Foto: APA/AFP/GETTY IMAGES/JUSTIN SULL

Vor etwas mehr als einer Woche sorgte ein Artikel des "Guardian" zu einer vermuteten Hintertür im populären Messenger Whatsapp global für Schlagzeilen. Der Bericht stützte sich auf einen Sicherheitsexperten, der die Art und Weise, wie das Chattool Ende-zu-Ende-Verschlüsselung implementiert, für eine große Bedrohung der Privatsphäre der Nutzer hält. Auch der WebStandard hatte das Thema aufgegriffen.

Bei Whatsapp und Facebook zeigte man sich über die Berichterstattung der renommierten britischen Zeitung wenig erfreut. Dass Whatsapp auch ohne Zutun des Nutzers offline neue Schlüssel generieren kann, sei Absicht, damit Nachrichten nach Verbindungsunterbrechungen zuverlässig zugestellt werden könnten. Die Einschätzung hinsichtlich der proklamierten Bedrohung der Privatsphäre teilte man nicht.

Security-Experten kritisieren "Guardian"

Ähnlich sieht das auch eine Gruppe von Fachpersonen aus dem Bereich der IT-Security. Sie haben nun einen offenen Brief unterzeichnet, in dem sie ihre Einschätzung zur Lage kund geben und Kritik am "Guardian" üben, berichtet Motherboard.

Zu den Unterzeichnern gehören unter anderem Bruce Schneier, Matthew Green und andere Experten mit hohem Ansehen im Sicherheitsbereich. Verfasst wurde das Schreiben von der türkischen Technologieforscherin Zeynep Tufekci, die an der University of North Carolina tätig ist.

"Bedrohung ist ziemlich limitiert"

"Die Bedrohung", die aus der Implementierung der Verschlüsselung in Whatsapp resultiere, sei "ziemlich limitiert in ihrem Umfang, ihrer Anwendbarkeit und Heimlichkeit", heißt es in dem Schreiben. Man müsse entweder den Server oder die Handynummer kompromittieren. Dazu würden sicherheitsbewusste User Attacken schnell entdecken, da man in Whatsapp Warnmeldungen aktivieren kann, die über geänderte Schlüssel informieren.

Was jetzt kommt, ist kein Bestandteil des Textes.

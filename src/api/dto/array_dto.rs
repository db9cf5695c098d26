//! Array upload, listing, and retrieval DTOs.

use serde::Serialize;
use utoipa::ToSchema;

use crate::domain::ArrayMetadata;

/// Multipart form accepted by `POST /upload`.
#[derive(Debug, ToSchema)]
#[allow(dead_code)]
pub struct UploadForm {
    /// `.npy` file contents.
    #[schema(value_type = String, format = Binary)]
    pub file: Vec<u8>,
}

/// Response body for a successful `POST /upload`.
#[derive(Debug, Serialize, ToSchema)]
pub struct UploadResponse {
    /// Always `"success"`.
    pub status: String,
    /// Dimensions of the stored array.
    pub shape: Vec<usize>,
    /// NumPy dtype name of the stored array.
    pub dtype: String,
    /// Index to retrieve the array with.
    pub index: usize,
}

/// Response body for `GET /arrays`.
#[derive(Debug, Serialize, ToSchema)]
pub struct ArrayListResponse {
    /// Number of stored arrays.
    pub count: usize,
    /// Metadata for every stored array, in index order.
    pub arrays: Vec<ArrayMetadata>,
}

/// Response body for `GET /array/{index}`.
#[derive(Debug, Serialize, ToSchema)]
pub struct ArrayContentResponse {
    /// Array dimensions.
    pub shape: Vec<usize>,
    /// NumPy dtype name.
    pub dtype: String,
    /// Elements as nested lists following `shape`.
    #[schema(value_type = Object)]
    pub data: serde_json::Value,
}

Man hätte über ein so sensibles Thema nicht berichten dürfen, "ohne eine große Anzahl an Experten zu befragen", heißt es weiter. Gefolgt von einem harten Vergleich. Man habe eine "Impfungen sind tödlich"-Artikel geschrieben, ohne Ärzte zu befragen. Und man berufe sich ausschließlich darauf, dass Impfungen tatsächlich tödlich sein können, ohne zu erwähnen, dass dies nur als Folge extrem seltener Nebenwirkungen der Fall sei.

Man empfiehlt der Zeitung, die aus der "Hintertür" mittlerweile eine "Lücke" gemacht hat, den Artikel zurück zu ziehen und zu ergänzen, dass ein Zugriff auf Whatsapp-Chats nur sehr schwer zu bewerkstelligen wäre.

Bericht gefährdet Aktivisten

Der "Guardian"-Bericht soll derweil laut Tufekci realen Schaden angerichtet haben. Denn in der Türkei wurde er von der wichtigsten oppositionellen Zeitung weiterverbreitet – gemeinsam mit Aussagen der türkischen Internet-Behörde, die den Messenger als unsicher brandmarkte. Das könne dazu führen, dass manche Nutzer auf unsichere Alternativen wie SMS ausweichen.

Ein Wechsel auf andere, als sicher geltende, Messenger wie Signal könnte es wiederum erleichtern, dass politische Aktivisten einfacher als solche identifiziert werden könnten. Die riesige Nutzerbasis von Whatsapp gewähre hier hingegen eine gewisse Anonymität.

Beim "Guardian" bemüht man sich um Offenheit gegenüber der Kritik. Man habe Tufekci angeboten, eine von ihr verfasste Gegendarstellung zu dem Artikel zu veröffentlichen. "Dieses Angebot steht noch immer", heißt es aus der Redaktion, "wir begrüßen die Debatte weiterhin." (gpi, 22.,01.2017)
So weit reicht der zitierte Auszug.